Davon profitiert auch der neue Standort Hamburg. So wird BVI künftig nicht nur Abteilungen der Schweden in Nordamerika und im Mittleren Osten, sondern auch ein gerade bei Rotterdam neu eingerichtetes Servicecenter mit rund 50 Beschäftigten führen. Dazu werden Investitionen in Hamburg vorbereitet. "Wir erwarten noch in diesem Jahr eine Genehmigung von SKF", sagte Johannsmann ohne weitere Einzelheiten zu nennen. Die Jobs bei BVI seien sicher, auch wenn der Umsatz in diesem Jahr leicht zurückgehen werde. "Wenn wir mit den Schweden neue Produkte mit Potenzial sehen, werden wir die Belegschaft auch noch ausweiten", so der BVI-Geschäftsführer. Klar ist: BVI soll schon bald in SKF Blohm+Voss Industries GmbH unbenannt werden.

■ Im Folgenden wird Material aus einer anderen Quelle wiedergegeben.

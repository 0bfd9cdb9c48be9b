//! Log file setup
//!
//! The terminal belongs to the UI, so log lines go to
//! `~/.local/share/clanboard/clanboard.log`. `RUST_LOG` overrides the level.

use std::fs::{self, OpenOptions};
use std::path::PathBuf;
use std::sync::Mutex;
use tracing_subscriber::EnvFilter;

/// Level from the config, raised by each `-v`
pub fn resolve_level(configured: &str, verbose: u8) -> String {
    match verbose {
        0 => configured.to_string(),
        1 => "debug".to_string(),
        _ => "trace".to_string(),
    }
}

/// Install the subscriber. Returns the log path, or `None` if logging is unavailable.
pub fn init_logging(level: &str) -> Option<PathBuf> {
    let dir = dirs::data_local_dir()?.join("clanboard");
    fs::create_dir_all(&dir).ok()?;

    let path = dir.join("clanboard.log");
    let file = OpenOptions::new()
        .create(true)
        .append(true)
        .open(&path)
        .ok()?;

    let filter = EnvFilter::try_from_default_env()
        .unwrap_or_else(|_| EnvFilter::new(format!("clanboard={}", level)));

    tracing_subscriber::fmt()
        .with_env_filter(filter)
        .with_writer(Mutex::new(file))
        .with_ansi(false)
        .with_target(false)
        .try_init()
        .ok()?;

    Some(path)
}

#[cfg(test)]
mod tests {
    use super::*;

    #[test]
    fn test_resolve_level() {
        assert_eq!(resolve_level("warn", 0), "warn");
        assert_eq!(resolve_level("warn", 1), "debug");
        assert_eq!(resolve_level("info", 3), "trace");
    }
}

Der neue Name macht dabei deutlich, dass die Schweden BVI fest in den Konzern integrieren wollen. "Das Engagement ist in jedem Fall langfristig. Es gibt keinen Weg zurück", sagte Vertriebschef Vartanian. Das war beim vorherigen Eigner noch anders. Der Finanzinvestor Star Capital Partners hatte zwar die Werft, die Reparatur und den Maschinenbau von Blohm + Voss Ende Januar 2012 komplett von ThyssenKrupp übernommen. Doch die Briten hatten rasch erklärt, dass sie sich als Erstes wieder von BVI trennen wollten. So haben nun die Beschäftigten nach nur gut einem Jahr wieder einen neuen Arbeitgeber, der jedoch an Johannsmann als Chef festhalten wird.

Die Schweden mit Zentrale in Göteborg gehören zu den weltgrößten Maschinenbaukonzernen. SKF liefert - abgesehen von der Schiffbausparte - mit knapp 47.000 Mitarbeitern Komponenten für Bereiche wie Energie, Autozulieferungen, Ernährung oder auch für die Metallindustrie, entwickelt neue Produkte und übernimmt den Service. Produktionsstandorte gibt es in 28 Ländern. Vertreten ist der Konzern in mehr als 130 Staaten. 2012 betrug der Umsatz rund acht Milliarden Euro. Zwar sei die Auftragslage Ende 2012 schwächer geworden, so Vartanian. Die Rendite liege aber immer noch über zehn Prozent.